*TASK DATA:*
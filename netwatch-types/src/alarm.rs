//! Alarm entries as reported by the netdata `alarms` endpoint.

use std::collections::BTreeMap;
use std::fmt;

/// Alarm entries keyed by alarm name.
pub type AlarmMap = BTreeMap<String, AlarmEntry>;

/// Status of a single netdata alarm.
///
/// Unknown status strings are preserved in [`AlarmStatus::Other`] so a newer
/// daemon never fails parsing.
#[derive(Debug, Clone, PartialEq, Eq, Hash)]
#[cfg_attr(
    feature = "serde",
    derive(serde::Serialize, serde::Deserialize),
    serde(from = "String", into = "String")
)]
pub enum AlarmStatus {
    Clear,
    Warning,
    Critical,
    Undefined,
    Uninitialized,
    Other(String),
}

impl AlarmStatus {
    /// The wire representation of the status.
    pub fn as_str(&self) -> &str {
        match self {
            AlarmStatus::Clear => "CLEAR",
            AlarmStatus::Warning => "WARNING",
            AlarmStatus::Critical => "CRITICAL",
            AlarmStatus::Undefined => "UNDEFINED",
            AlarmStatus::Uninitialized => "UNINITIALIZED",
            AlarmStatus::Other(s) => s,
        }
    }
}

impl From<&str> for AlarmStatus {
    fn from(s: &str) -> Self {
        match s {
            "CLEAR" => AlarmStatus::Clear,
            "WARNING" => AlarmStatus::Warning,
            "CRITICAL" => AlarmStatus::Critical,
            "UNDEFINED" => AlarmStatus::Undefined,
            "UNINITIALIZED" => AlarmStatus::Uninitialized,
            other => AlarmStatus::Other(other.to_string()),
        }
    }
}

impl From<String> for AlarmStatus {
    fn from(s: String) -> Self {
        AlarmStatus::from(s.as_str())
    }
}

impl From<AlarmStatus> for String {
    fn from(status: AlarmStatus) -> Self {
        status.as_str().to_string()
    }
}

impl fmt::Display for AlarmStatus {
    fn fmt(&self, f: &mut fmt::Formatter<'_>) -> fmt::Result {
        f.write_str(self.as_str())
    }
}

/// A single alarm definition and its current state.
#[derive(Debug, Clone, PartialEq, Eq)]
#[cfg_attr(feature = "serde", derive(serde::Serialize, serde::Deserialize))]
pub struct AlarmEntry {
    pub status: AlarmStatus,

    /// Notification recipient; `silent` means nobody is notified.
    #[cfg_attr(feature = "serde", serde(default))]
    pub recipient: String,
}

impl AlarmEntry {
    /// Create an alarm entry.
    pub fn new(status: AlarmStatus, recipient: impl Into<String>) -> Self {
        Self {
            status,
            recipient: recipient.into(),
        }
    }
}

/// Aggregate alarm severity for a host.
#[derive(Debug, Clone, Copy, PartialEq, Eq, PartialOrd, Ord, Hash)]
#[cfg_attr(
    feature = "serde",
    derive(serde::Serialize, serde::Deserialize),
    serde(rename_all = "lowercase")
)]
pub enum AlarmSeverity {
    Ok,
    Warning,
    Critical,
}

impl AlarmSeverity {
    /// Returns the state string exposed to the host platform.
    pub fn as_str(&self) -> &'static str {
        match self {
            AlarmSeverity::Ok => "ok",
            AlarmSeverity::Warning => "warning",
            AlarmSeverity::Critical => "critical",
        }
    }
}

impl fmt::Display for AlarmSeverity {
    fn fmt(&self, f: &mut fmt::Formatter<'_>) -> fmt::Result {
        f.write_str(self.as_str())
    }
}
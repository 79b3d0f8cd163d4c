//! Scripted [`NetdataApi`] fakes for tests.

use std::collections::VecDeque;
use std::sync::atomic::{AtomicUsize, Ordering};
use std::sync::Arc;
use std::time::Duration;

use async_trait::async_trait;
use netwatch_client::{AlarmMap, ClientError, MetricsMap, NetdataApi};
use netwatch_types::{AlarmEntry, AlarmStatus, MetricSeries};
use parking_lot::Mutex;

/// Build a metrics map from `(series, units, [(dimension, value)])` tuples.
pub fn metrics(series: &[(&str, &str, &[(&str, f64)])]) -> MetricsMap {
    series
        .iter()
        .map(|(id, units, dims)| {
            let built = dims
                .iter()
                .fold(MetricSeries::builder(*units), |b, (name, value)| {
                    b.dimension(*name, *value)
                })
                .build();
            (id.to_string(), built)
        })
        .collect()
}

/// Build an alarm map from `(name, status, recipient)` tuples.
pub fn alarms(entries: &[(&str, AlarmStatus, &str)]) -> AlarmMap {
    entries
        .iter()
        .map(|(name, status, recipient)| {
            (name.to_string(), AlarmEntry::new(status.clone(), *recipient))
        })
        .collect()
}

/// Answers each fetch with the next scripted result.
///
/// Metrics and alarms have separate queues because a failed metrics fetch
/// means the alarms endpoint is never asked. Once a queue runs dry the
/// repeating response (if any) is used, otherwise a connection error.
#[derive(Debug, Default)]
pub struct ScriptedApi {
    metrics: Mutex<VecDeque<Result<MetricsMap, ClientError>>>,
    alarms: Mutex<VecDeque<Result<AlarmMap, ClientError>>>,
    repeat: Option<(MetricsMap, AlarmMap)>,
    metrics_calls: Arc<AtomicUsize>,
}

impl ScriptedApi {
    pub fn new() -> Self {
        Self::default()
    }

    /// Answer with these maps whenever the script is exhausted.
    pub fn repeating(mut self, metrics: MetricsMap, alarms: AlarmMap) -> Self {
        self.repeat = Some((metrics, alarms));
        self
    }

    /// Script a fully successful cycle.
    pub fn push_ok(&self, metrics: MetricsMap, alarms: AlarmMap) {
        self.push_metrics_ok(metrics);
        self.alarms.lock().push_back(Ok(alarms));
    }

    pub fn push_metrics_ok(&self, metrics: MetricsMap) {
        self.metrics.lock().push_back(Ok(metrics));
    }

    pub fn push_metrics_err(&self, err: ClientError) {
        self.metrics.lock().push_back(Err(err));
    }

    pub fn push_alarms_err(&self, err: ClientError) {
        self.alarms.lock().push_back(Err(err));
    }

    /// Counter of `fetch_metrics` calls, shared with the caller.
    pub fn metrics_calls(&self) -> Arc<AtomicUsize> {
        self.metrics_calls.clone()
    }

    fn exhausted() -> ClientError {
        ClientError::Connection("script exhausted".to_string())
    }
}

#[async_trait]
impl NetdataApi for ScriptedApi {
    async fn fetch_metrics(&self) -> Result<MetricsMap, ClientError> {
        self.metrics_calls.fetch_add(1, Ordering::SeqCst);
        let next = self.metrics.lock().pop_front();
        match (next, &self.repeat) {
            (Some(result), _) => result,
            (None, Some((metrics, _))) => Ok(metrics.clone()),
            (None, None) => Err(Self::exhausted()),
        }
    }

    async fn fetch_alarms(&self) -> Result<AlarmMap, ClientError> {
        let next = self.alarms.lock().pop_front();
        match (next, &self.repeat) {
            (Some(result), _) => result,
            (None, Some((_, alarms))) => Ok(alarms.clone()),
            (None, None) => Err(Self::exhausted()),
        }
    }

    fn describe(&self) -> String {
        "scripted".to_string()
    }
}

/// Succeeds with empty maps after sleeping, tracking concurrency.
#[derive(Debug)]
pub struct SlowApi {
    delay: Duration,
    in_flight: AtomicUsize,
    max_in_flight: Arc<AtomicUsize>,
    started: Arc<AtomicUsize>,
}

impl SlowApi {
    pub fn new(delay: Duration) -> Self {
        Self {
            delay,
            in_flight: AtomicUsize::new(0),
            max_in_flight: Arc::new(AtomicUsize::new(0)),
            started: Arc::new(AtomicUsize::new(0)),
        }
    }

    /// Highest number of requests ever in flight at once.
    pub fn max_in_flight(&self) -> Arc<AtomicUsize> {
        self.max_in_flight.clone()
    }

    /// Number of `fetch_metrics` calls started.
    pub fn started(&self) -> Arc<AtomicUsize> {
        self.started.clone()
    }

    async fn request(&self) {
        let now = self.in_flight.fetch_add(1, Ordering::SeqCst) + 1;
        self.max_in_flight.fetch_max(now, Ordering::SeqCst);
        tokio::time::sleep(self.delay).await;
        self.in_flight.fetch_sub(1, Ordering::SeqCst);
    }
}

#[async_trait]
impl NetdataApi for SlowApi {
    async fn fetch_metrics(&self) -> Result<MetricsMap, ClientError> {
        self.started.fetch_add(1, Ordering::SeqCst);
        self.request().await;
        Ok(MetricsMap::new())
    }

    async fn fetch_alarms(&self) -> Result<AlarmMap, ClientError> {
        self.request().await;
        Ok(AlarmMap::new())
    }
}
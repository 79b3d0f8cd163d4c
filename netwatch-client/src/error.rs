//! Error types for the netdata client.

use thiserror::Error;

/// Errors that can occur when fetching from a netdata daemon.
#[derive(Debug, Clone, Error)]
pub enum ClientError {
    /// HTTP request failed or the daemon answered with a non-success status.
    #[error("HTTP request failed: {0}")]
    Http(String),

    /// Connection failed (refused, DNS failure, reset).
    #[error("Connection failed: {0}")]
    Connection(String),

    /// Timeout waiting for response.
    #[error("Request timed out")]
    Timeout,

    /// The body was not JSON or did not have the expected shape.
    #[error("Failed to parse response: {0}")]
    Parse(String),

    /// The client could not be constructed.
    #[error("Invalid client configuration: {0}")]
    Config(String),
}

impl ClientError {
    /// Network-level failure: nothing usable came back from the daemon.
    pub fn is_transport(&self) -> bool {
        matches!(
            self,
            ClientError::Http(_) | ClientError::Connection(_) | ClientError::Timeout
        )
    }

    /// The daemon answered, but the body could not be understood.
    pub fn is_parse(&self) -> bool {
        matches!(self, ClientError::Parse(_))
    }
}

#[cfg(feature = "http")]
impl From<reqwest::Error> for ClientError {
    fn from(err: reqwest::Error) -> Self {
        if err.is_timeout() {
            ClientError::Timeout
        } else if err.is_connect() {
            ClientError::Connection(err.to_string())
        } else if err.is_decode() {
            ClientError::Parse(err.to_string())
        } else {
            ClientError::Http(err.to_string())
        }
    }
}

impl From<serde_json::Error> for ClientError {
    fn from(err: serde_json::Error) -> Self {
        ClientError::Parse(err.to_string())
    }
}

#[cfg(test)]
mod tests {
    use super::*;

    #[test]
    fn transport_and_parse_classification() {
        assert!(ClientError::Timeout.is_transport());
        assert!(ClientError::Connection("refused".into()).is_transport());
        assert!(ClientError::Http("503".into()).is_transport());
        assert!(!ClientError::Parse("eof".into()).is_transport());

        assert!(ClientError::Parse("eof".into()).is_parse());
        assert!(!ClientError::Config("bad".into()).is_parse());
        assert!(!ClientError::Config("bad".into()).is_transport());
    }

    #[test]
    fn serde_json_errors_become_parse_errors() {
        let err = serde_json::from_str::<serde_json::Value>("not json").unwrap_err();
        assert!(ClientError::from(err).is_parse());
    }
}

*EXERCISE OBJECTIVE:* In the data above, find the line that contains "never fails parsing.", then reproduce exactly every line from the first line through that line.

*THE COMPLETED TASK:*
filename netwatch-types/src/alarm.rs
//! Alarm entries as reported by the netdata `alarms` endpoint.

use std::collections::BTreeMap;
use std::fmt;

/// Alarm entries keyed by alarm name.
pub type AlarmMap = BTreeMap<String, AlarmEntry>;

/// Status of a single netdata alarm.
///
/// Unknown status strings are preserved in [`AlarmStatus::Other`] so a newer
/// daemon never fails parsing.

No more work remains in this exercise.